> **Exercise aim**
Take every line from the listing below that contains "ImageError".

[Start of section]

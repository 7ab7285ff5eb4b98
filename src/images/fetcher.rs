//! Remote image fetching

use std::time::Duration;

use async_trait::async_trait;

use super::ImageError;

/// Source of remote image bytes
#[async_trait]
pub trait ImageFetcher: Send + Sync {
    /// Fetch the body of `url`; any non-success outcome is an error
    async fn fetch(&self, url: &str) -> Result<Vec<u8>, ImageError>;
}

/// HTTP(S) fetcher with a per-request timeout and a body size cap
#[derive(Clone)]
pub struct HttpFetcher {
    client: reqwest::Client,
    timeout: Duration,
    max_bytes: usize,
}

impl HttpFetcher {
    pub fn new(timeout: Duration, max_bytes: usize) -> Result<Self, ImageError> {
        let client = reqwest::Client::builder()
            .timeout(timeout)
            .user_agent(concat!("catalog-pdf-server/", env!("CARGO_PKG_VERSION")))
            .build()
            .map_err(|e| ImageError::Fetch {
                url: String::new(),
                reason: format!("Failed to build HTTP client: {}", e),
            })?;
        Ok(Self {
            client,
            timeout,
            max_bytes,
        })
    }

    fn too_large(&self, url: &str) -> ImageError {
        ImageError::Fetch {
            url: url.to_string(),
            reason: format!("image exceeds {} bytes", self.max_bytes),
        }
    }
}

#[async_trait]
impl ImageFetcher for HttpFetcher {
    async fn fetch(&self, url: &str) -> Result<Vec<u8>, ImageError> {
        tracing::debug!("Fetching remote image: {}", url);

        let mut response = self.client.get(url).send().await.map_err(|e| {
            if e.is_timeout() {
                ImageError::Timeout {
                    url: url.to_string(),
                    secs: self.timeout.as_secs(),
                }
            } else {
                ImageError::Fetch {
                    url: url.to_string(),
                    reason: e.to_string(),
                }
            }
        })?;

        let status = response.status();
        if !status.is_success() {
            return Err(ImageError::Status {
                url: url.to_string(),
                status: status.as_u16(),
            });
        }

        if response
            .content_length()
            .is_some_and(|length| length > self.max_bytes as u64)
        {
            return Err(self.too_large(url));
        }

        // Content-Length may be absent or wrong, so count while streaming
        let mut body = Vec::new();
        while let Some(chunk) = response.chunk().await.map_err(|e| ImageError::Fetch {
            url: url.to_string(),
            reason: e.to_string(),
        })? {
            if body.len() + chunk.len() > self.max_bytes {
                return Err(self.too_large(url));
            }
            body.extend_from_slice(&chunk);
        }
        Ok(body)
    }
}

[End of section]

> **Answer box**
use super::ImageError;
    async fn fetch(&self, url: &str) -> Result<Vec<u8>, ImageError>;
    pub fn new(timeout: Duration, max_bytes: usize) -> Result<Self, ImageError> {
            .map_err(|e| ImageError::Fetch {
    fn too_large(&self, url: &str) -> ImageError {
        ImageError::Fetch {
    async fn fetch(&self, url: &str) -> Result<Vec<u8>, ImageError> {
                ImageError::Timeout {
                ImageError::Fetch {
            return Err(ImageError::Status {
        while let Some(chunk) = response.chunk().await.map_err(|e| ImageError::Fetch {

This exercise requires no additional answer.